Via Popular Doctrine, we see some touching concern for Nova Scotia's poor from Daimnation's Jon N:
The Minimum Wage Review Committee Department of Environment and Labour released a report today that advises an increase in the minimum wage from $7.15 to $7.60. I urge the Minister to refrain from giving into the illusory benefits of the situation and decline.
Someone needs to do the math. The press release claims 26,700 who work minimum wage. Assuming fifty 40-hour work weeks per year, employers currently budget an aggregated $381,810,000 wage pot for the pay of these workers.
The big news flash is that raising the minimum wage does not proportionately jack up the budget for wages. An increase of 6% per hour does not mean employers will be forced to increase the wage pot 6% to $405 million. Take your pick: think like a hard-pressed small business owner or an evil corporate HR executive.
It's more likely that the wage pot will be more or less the same next year. So $382 million will be split among $7.60 earners, 40 hours, 50 weeks, leaving 25,100 minimum wage workers.
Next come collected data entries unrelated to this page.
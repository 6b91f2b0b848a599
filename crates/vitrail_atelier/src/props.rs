//! Element props: plain attributes plus the reserved `class`, `style` and `on`.

use std::collections::BTreeMap;
use std::fmt;

use vitrail_carton::{class_tokens, non_blank_tokens, CompactString};
use vitrail_fresco::AttrValue;

use crate::events::EventHandler;

/// The reserved `class` prop: a whitespace separated string or a token list.
#[derive(Debug, Clone, PartialEq)]
pub enum ClassValue {
    Str(CompactString),
    List(Vec<CompactString>),
}

impl ClassValue {
    /// Flat list of non-blank class tokens.
    pub fn tokens(&self) -> Vec<CompactString> {
        match self {
            ClassValue::Str(s) => class_tokens(s),
            ClassValue::List(list) => non_blank_tokens(list),
        }
    }
}

impl From<&str> for ClassValue {
    fn from(value: &str) -> Self {
        ClassValue::Str(value.into())
    }
}

impl From<String> for ClassValue {
    fn from(value: String) -> Self {
        ClassValue::Str(value.into())
    }
}

impl From<Vec<&str>> for ClassValue {
    fn from(value: Vec<&str>) -> Self {
        ClassValue::List(value.into_iter().map(CompactString::from).collect())
    }
}

impl From<Vec<CompactString>> for ClassValue {
    fn from(value: Vec<CompactString>) -> Self {
        ClassValue::List(value)
    }
}

impl<const N: usize> From<[&str; N]> for ClassValue {
    fn from(value: [&str; N]) -> Self {
        ClassValue::List(value.into_iter().map(CompactString::from).collect())
    }
}

/// Props of an element description.
///
/// Maps are ordered so that mount and patch touch the surface in a stable order.
#[derive(Clone, Default, PartialEq)]
pub struct Props {
    /// Non-reserved attributes
    pub attrs: BTreeMap<CompactString, AttrValue>,
    /// Reserved `class`
    pub class: Option<ClassValue>,
    /// Reserved `style`: property name to value
    pub style: BTreeMap<CompactString, CompactString>,
    /// Reserved `on`: event name to handler
    pub on: BTreeMap<CompactString, EventHandler>,
}

impl Props {
    /// Create empty props.
    pub fn new() -> Self {
        Self::default()
    }

    /// Set a plain attribute.
    pub fn attr(mut self, name: impl Into<CompactString>, value: impl Into<AttrValue>) -> Self {
        self.attrs.insert(name.into(), value.into());
        self
    }

    /// Set the class.
    pub fn class(mut self, class: impl Into<ClassValue>) -> Self {
        self.class = Some(class.into());
        self
    }

    /// Set an inline style property.
    pub fn style(mut self, name: impl Into<CompactString>, value: impl Into<CompactString>) -> Self {
        self.style.insert(name.into(), value.into());
        self
    }

    /// Bind an event handler.
    pub fn on(mut self, event: impl Into<CompactString>, handler: EventHandler) -> Self {
        self.on.insert(event.into(), handler);
        self
    }

    /// Class tokens, empty when no class is set.
    pub fn class_tokens(&self) -> Vec<CompactString> {
        self.class.as_ref().map(ClassValue::tokens).unwrap_or_default()
    }

    pub fn is_empty(&self) -> bool {
        self.attrs.is_empty() && self.class.is_none() && self.style.is_empty() && self.on.is_empty()
    }
}

impl fmt::Debug for Props {
    fn fmt(&self, f: &mut fmt::Formatter<'_>) -> fmt::Result {
        f.debug_struct("Props")
            .field("attrs", &self.attrs)
            .field("class", &self.class)
            .field("style", &self.style)
            .field("on", &self.on.keys().collect::<Vec<_>>())
            .finish()
    }
}
//! lsf-composer: function app lifecycle and the build→deploy pipeline.
//!
//! The `Composer` owns every registered `FunctionApp`. Adding a
//! composition schedules two tasks on the shared `TaskPool`: a build, and
//! only if that succeeds, a deploy. Status changes are written back to the
//! registry (and through to the state store when one is attached).
//!
//! # Components
//!
//! - **`registry`**: `AppRegistry`: shared-read / exclusive-write app map
//! - **`composer`**: `Composer`: app and composition operations, pipelines
//! - **`backend`**: `FunctionBackend`: the build/deploy collaborator

pub mod backend;
pub mod composer;
pub mod error;
pub mod registry;

pub use backend::{BackendFuture, FunctionBackend};
pub use composer::{AppliedLayout, Composer, PipelineHandle, PipelineOutcome};
pub use error::{ComposerError, ComposerResult};
pub use registry::AppRegistry;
Would the Minister dare ask 1,600 Nova Scotians to lose their jobs?...
It is the job of ministers to make the tough decisions that are required to protect minorities. The opposition will not fight for them. The media will not fight for them. Most voters will not fight for them. Will the minister fight for these already disadvantaged Nova Scotians?
In entirely unrelated news, we also have this entertaining tidbit:
Crime may not pay, but being an executive in Canada certainly appears to.
By the time the average Canadian pulls it together and drags their hungover body to work on January 2nd, the country's highest-paid CEOs will have already earned more for the year than their annual salary...
"When you say that the average CEO made $9 million in 2005 and the average Canadian made ($38,000), the comparison between those things is so far into the stratosphere that I think people have trouble just coming to terms with what the comparison means," said Hugh Mackenzie, an economist with the independent research institute that focuses on issues of social and economic justice.
Using "Jon"ian logic, one would therefore assume that if this overall Canadian executive compensation were to increase even further, some CEOs would be left out of the fixed compensation pot. Who -- I ask you, who -- is prepared to take a stand for the unfortunate chief executives who will be so cruelly left by the wayside by the next massive increase in corporate compensation?
Paging Jon N -- your country's CEOs need you.